THOMPSON (IRA F.), J.

On December 8, 1924, a judgment was rendered in the respondent court adjudging that the petitioner herein “be suspended and precluded from practicing as an attorney at law or as an attorney or agent of another, in and before all courts ... in the State of California, . . . and from practicing as an attorney or counsellor at law in any manner . . . for the period of one year from and after December 24, 1924.” An appeal was taken from this judgment and still remains undetermined. On July 13, 1927, another accusation was filed by the Los Angeles Bar Association against the petitioner consisting of three causes of action, the first and second counts of which charged that the accused engaged in the practice of law during the period of suspension, and the third count charged the embezzlement of funds belonging to a client of petitioner. This cause went to trial before the respondent judge on June 27, 1928, and after evidence was offered in support of and *37 in opposition to the accusation and only after the cause was reopened for the express purpose the Bar Association offered in evidence the judgment rendered on December 8, 1924. An objection was interposed by the accused and sustained by the court, whereupon the court, after the suggestion had been made that the case be continued, stated: “I may say, as I have said before, that I cannot find anything in the evidence offered by the Bar Association to support the third accusation, which involves in my opinion, acts of moral turpitude. I do think the allegations of the first and second counts of the accusation have been sustained.
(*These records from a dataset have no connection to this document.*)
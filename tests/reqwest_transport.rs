use launchdarkly_provider::{
    Error, FeatureFlagState, ProjectState, Provider, ProviderConfig, Resource,
};
use serde_json::json;
use wiremock::matchers::{body_json, body_string, header, method, path};
use wiremock::{Mock, MockServer, ResponseTemplate};

/// Run `operation` against the mock server on a blocking thread. The blocking client must not
/// be created or dropped on the async runtime.
async fn blocking<T: Send + 'static>(
    server: &MockServer,
    operation: impl FnOnce(&Provider) -> T + Send + 'static,
) -> T {
    let _ = env_logger::builder().is_test(true).try_init();
    let base_url = format!("{}/api/v2/", server.uri());
    tokio::task::spawn_blocking(move || {
        let provider = ProviderConfig::from_access_token("api-token")
            .base_url(base_url)
            .retry_delay(|_: std::time::Duration| {})
            .to_provider()
            .unwrap();
        operation(&provider)
    })
    .await
    .unwrap()
}

fn flag() -> FeatureFlagState {
    FeatureFlagState {
        id: Some("flag".to_owned()),
        project_key: "proj".to_owned(),
        key: "flag".to_owned(),
        name: "Flag".to_owned(),
        ..Default::default()
    }
}

#[tokio::test]
async fn reads_with_authenticated_bodiless_request() {
    let server = MockServer::start().await;
    Mock::given(method("GET"))
        .and(path("/api/v2/projects/proj"))
        .and(header("Authorization", "api-token"))
        .and(header("Content-Type", "application/json; charset=utf-8"))
        .and(body_string("null"))
        .respond_with(ResponseTemplate::new(200).set_body_json(json!({
            "_id": "5f0c",
            "key": "proj",
            "name": "Project",
            "environments": [{
                "key": "production",
                "name": "Production",
                "color": "417505",
                "apiKey": "sdk-1",
                "mobileKey": "mob-1",
            }],
        })))
        .expect(1)
        .mount(&server)
        .await;

    let project = blocking(&server, |provider| ProjectState::import("proj", provider))
        .await
        .unwrap();

    assert_eq!(project.id.as_deref(), Some("proj"));
    assert_eq!(project.name, "Project");
}

#[tokio::test]
async fn retries_rate_limited_flag_patch() {
    let server = MockServer::start().await;
    Mock::given(method("PATCH"))
        .and(path("/api/v2/flags/proj/flag"))
        .respond_with(ResponseTemplate::new(429))
        .up_to_n_times(2)
        .with_priority(1)
        .expect(2)
        .mount(&server)
        .await;
    Mock::given(method("PATCH"))
        .and(path("/api/v2/flags/proj/flag"))
        .and(body_json(json!([
            {"op": "replace", "path": "/name", "value": "Flag"},
            {"op": "replace", "path": "/description", "value": ""},
            {"op": "replace", "path": "/temporary", "value": true},
            {"op": "replace", "path": "/includeInSnippet", "value": false},
            {"op": "replace", "path": "/tags", "value": []},
            {"op": "replace", "path": "/customProperties", "value": {}},
        ])))
        .respond_with(ResponseTemplate::new(200).set_body_json(json!({"key": "flag"})))
        .expect(1)
        .mount(&server)
        .await;

    blocking(&server, |provider| flag().update(provider))
        .await
        .unwrap();
}

#[tokio::test]
async fn unexpected_status_carries_request_and_body() {
    let server = MockServer::start().await;
    Mock::given(method("DELETE"))
        .and(path("/api/v2/flags/proj/flag"))
        .respond_with(ResponseTemplate::new(403).set_body_string("forbidden"))
        .expect(1)
        .mount(&server)
        .await;

    let err = blocking(&server, |provider| flag().delete(provider))
        .await
        .unwrap_err();
    let uri = server.uri();

    match err {
        Error::UnexpectedStatus {
            method,
            url,
            status,
            body,
        } => {
            assert_eq!(method, "DELETE");
            assert_eq!(url, format!("{uri}/api/v2/flags/proj/flag"));
            assert_eq!(status, 403);
            assert_eq!(body, "forbidden");
        }
        other => panic!("unexpected error: {other:?}"),
    }
}

#[tokio::test]
async fn delete_of_missing_flag_succeeds() {
    let server = MockServer::start().await;
    Mock::given(method("DELETE"))
        .and(path("/api/v2/flags/proj/flag"))
        .respond_with(ResponseTemplate::new(404))
        .expect(1)
        .mount(&server)
        .await;

    let state = blocking(&server, |provider| {
        let mut state = flag();
        state.delete(provider).map(|()| state)
    })
    .await
    .unwrap();

    assert_eq!(state.id, None);
}

#[test]
fn unreachable_api_is_a_network_error() {
    let provider = ProviderConfig::from_access_token("api-token")
        .base_url("http://127.0.0.1:1/api/v2")
        .to_provider()
        .unwrap();

    let err = ProjectState::lookup(&provider, "proj").unwrap_err();
    assert!(matches!(err, Error::Network(_)), "{err:?}");
}
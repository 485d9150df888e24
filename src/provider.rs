use url::Url;

use crate::{
    environment_guard::{EnvironmentGuard, GuardedEnvironments},
    schema::{self, ResourceSchema},
    Client, Error, ProviderConfig, Result, Urls,
};

/// Configured provider handed to every lifecycle operation.
///
/// A single instance is shared by all of the host's concurrent operations. It owns the lock that
/// keeps environment creation and deletion from racing.
///
/// # Examples
/// ```no_run
/// # use launchdarkly_provider::{ProviderConfig, ProjectState, Resource};
/// let provider = ProviderConfig::from_access_token("api-token").to_provider()?;
/// let mut project = ProjectState {
///     name: "My project".to_owned(),
///     key: "my-project".to_owned(),
///     ..Default::default()
/// };
/// project.create(&provider)?;
/// # Ok::<(), launchdarkly_provider::Error>(())
/// ```
pub struct Provider {
    client: Client,
    urls: Urls,
    environments: EnvironmentGuard,
    flag_retries: u32,
}

impl Provider {
    /// Create a new `Provider` using the specified configuration.
    pub fn new(mut config: ProviderConfig) -> Result<Provider> {
        Url::parse(&config.base_url).map_err(Error::InvalidBaseUrl)?;

        let transport = config.take_transport();
        log::debug!(target: "launchdarkly", base_url:% = config.base_url; "configuring provider");

        Ok(Provider {
            client: Client::new(
                config.access_token,
                transport,
                config.retry_interval,
                config.retry_delay,
            ),
            urls: Urls::new(config.base_url),
            environments: EnvironmentGuard::new(),
            flag_retries: config.max_retries,
        })
    }

    /// API client shared by every operation.
    pub fn client(&self) -> &Client {
        &self.client
    }

    /// URL builder rooted at the configured base URL.
    pub fn urls(&self) -> &Urls {
        &self.urls
    }

    /// Retries granted to rate-limited flag `PATCH`es.
    pub fn flag_retries(&self) -> u32 {
        self.flag_retries
    }

    /// Enter the environment critical section.
    pub fn lock_environments(&self) -> Result<GuardedEnvironments<'_>> {
        self.environments.lock(&self.client, &self.urls)
    }

    /// Schema of the provider block.
    pub fn schema() -> &'static ResourceSchema {
        &schema::PROVIDER
    }

    /// Resources the provider manages.
    pub fn resources() -> &'static [ResourceSchema] {
        schema::RESOURCES
    }

    /// Read-only data sources.
    pub fn data_sources() -> &'static [ResourceSchema] {
        schema::DATA_SOURCES
    }
}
The amount and the extent of the judgment of the court should be left, I think, until the decision of the appellate court; because if the appellate court finds that the decision should be reversed, then manifestly any decision rendered now would be unjust to the accused. On the other hand, if the decision be affirmed, I see no reason at all why the defendant should not be all the more punished, having in mind the recent decision of the court.

“The matter may be continued as counsel may suggest, with the opportunity to the accused, if the judgment of the appellate court be adverse, to present such character witnesses he may desire for the purpose of diminution of the judgment of the court.” And in response to a query of the petitioner whether he understood correctly that judgment was to be in his favor on the third count the court further stated: “And in favor of the Bar Association on the first two. But I am not prepared at this time to sign any such judgment, and I do not think the record should show that a judgment is ordered, because manifestly that would be unsupported by the proof. The view I take of the offer of counsel for the Bar Association, of this judgment roll, is such, that the judgment would be without any support in the evidence, and manifestly would be reversible.” The continuance was then ordered.
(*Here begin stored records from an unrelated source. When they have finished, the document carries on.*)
use std::sync::Arc;

use thiserror::Error;

/// Result type used throughout the provider.
pub type Result<T> = std::result::Result<T, Error>;

/// Errors returned by the provider.
///
/// Every error is fatal to the lifecycle operation that produced it. The two expected-absence
/// cases (404 on read, 404 on delete) never surface as errors.
#[derive(Error, Debug, Clone)]
#[non_exhaustive]
pub enum Error {
    /// The API answered with a status outside the expected set, or kept answering 429 after all
    /// retries were spent.
    #[error("{method} {url} did not return one of the expected HTTP status codes. Got HTTP {status}\n{body}")]
    UnexpectedStatus {
        /// HTTP method of the failed request.
        method: String,
        /// Full URL of the failed request.
        url: String,
        /// Status that was received.
        status: u16,
        /// Raw response body.
        body: String,
    },

    /// The request never produced a response.
    #[error(transparent)]
    Network(Arc<reqwest::Error>),

    /// A payload could not be encoded or a response could not be decoded.
    #[error(transparent)]
    Serialization(Arc<serde_json::Error>),

    /// Invalid base_url configuration.
    #[error("invalid base_url configuration")]
    InvalidBaseUrl(#[source] url::ParseError),

    /// An attribute failed validation before any request was made.
    #[error(transparent)]
    Validation(#[from] ValidationError),

    /// A targeting rule points at a value that none of the declared variations carry.
    #[error("{value} is not a valid variation value as it is not in the provided variations")]
    InvalidVariationValue {
        /// The value that could not be resolved.
        value: String,
    },

    /// A declared variation value does not parse under the flag's variations kind.
    #[error("variation value {value:?} is not a valid {kind} value")]
    VariationParse {
        /// The declared variations kind.
        kind: String,
        /// The offending value.
        value: String,
    },

    /// An import identifier is missing the `project:key` separator.
    #[error("error: Import composite ID requires two parts separated by colon, eg x:y")]
    InvalidCompositeId,

    /// A thread panicked while holding the environment lock.
    #[error("environment lock poisoned")]
    LockPoisoned,

    /// The operation requires a record that has already been created.
    #[error("{0} has no id, it must be created or imported first")]
    MissingId(&'static str),
}

/// Validation failures for host-supplied attributes.
#[derive(Error, Debug, Clone, PartialEq, Eq)]
#[non_exhaustive]
pub enum ValidationError {
    /// Project and environment keys are limited to 20 characters.
    #[error("{attribute} must be between 1 and 20 characters: {value}")]
    KeyLength {
        /// Attribute name.
        attribute: String,
        /// Rejected value.
        value: String,
    },
    /// Keys may only contain letters, digits, `_`, `-` and `.`.
    #[error("{attribute} is not a valid key: {value}")]
    KeyFormat {
        /// Attribute name.
        attribute: String,
        /// Rejected value.
        value: String,
    },
    /// Colors are six hex digits without a leading `#`.
    #[error("{attribute} is not a valid RGB color code: {value}")]
    Color {
        /// Attribute name.
        attribute: String,
        /// Rejected value.
        value: String,
    },
    /// Unknown variations kind.
    #[error("expected {attribute} to be one of [number boolean string], got {value}")]
    VariationsKind {
        /// Attribute name.
        attribute: String,
        /// Rejected value.
        value: String,
    },
    /// Variation values must not be empty.
    #[error("{attribute} must not be empty")]
    Empty {
        /// Attribute name.
        attribute: String,
    },
    /// A list attribute has fewer items than it requires.
    #[error("{attribute} requires at least {min} items, got {count}")]
    TooFewItems {
        /// Attribute name.
        attribute: String,
        /// Minimum number of items.
        min: usize,
        /// Number of items supplied.
        count: usize,
    },
}

impl From<reqwest::Error> for Error {
    fn from(value: reqwest::Error) -> Self {
        Error::Network(Arc::new(value.without_url()))
    }
}

impl From<serde_json::Error> for Error {
    fn from(value: serde_json::Error) -> Self {
        Error::Serialization(Arc::new(value))
    }
}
We have quoted at some length from the record in order to make clear that there is no room for the difference of opinion between counsel concerning the action of the court. It is made manifest from the statements just taken therefrom that the respondent judge, being impressed with the conviction that the judgment-roll was inadmissible, ordered the entire cause continued until after the determination of *38 the appeal, indicating to counsel that when the judgment had become final and admissible in evidence, the judgment would then be in favor of the accused on the third count and adverse to him on the first and second counts.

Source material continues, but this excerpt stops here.